The present specimens seem to cover all these differences. Two distinct ridges visible in dorsal view on the lateral margin of the carapace are usually small in large specimens so as to be seen as smooth but discernible in all the specimens examined ( Figure 24 View FIGURE 24 A-E), as well as in the holotype of U. parilis illustrated in Baba et al. (2009: fig. 31a).
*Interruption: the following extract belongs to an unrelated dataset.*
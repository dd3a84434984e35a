//! Data Transfer Objects for REST response serialization.

pub mod room_dto;

pub use room_dto::*;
Sternite 4 is also variable, even in several specimens from one sampling station ( Figure 27F, G, H View FIGURE 27 ); the anterolateral spine as diagnosed for U. parilis is also present in some of the specimens examined as well as in one of the specimens of U. babai from Madagascar (MNHN-Ga 2234), although not so strong to reach the anterior end of sternite 3 as in the holotype of U. parilis (see Figure 27 View FIGURE 27 ). The antennal scale varies from falling short of to overreaching the distal end of the antennal article 5 ( Figure 24G, H View FIGURE 24 ).

P1 appears longer relative to the carapace in U. parilis , measuring 6 times longer than the carapace (Cabezas et al. 2012), whereas about 4 times as long in U. babai ( Ahyong & Poore, 2004, fig. 4a). However, the present specimens (poc 3.1-13.0 mm) show a wide, age related variation in P1-carapace length ratios: 3.3-4.8 in small specimens (3.2-5.2 mm), 5.0- 6.8 in large specimens (6.8-13.0 mm). An exceptional case is two large females (9.2, 9.4 mm) from the Chesterfield Islands (MNHN-IU-2014-16300 & MNHN-IU-2014-16301), which have ratios 4.5 and 4.7. P 1 in U. parilis looks much more slender than in U. babai , as illustrated by Cabezas et al. (2012: fig. 1A) and Ahyong & Poore (2004: fig. 4A). This difference appears to be sex-related, as usual in other species of Uroptychus . In the present material, the P1 palm is 3.3- 6.9 (males), 4.0-9.2 (females) times longer than broad, the length-breadth ratio being greater in large specimens. However, the females from the Chesterfield Island the ratios are 4.0 and 4.3, whereas three females from SALOMON 2 Station CP2189 (MNHN-IU-2014-16303) of nearly the same size as the Chesterfield specimens show the ratios 8.7-9.2 and the largest female 5.6. The ratio is thus widely variable.

In conclusion, the morphological differences noted by Cabezas et al. (2012) do not seem to be applicable especially to small specimens. The only definite difference resides on coloration: orange red overall including appendages in U. parilis versus reddish on the anterior part of the carapace, whitish on remaining carapace and abdomen in U. babai . Molecular data would clarify their systematic status.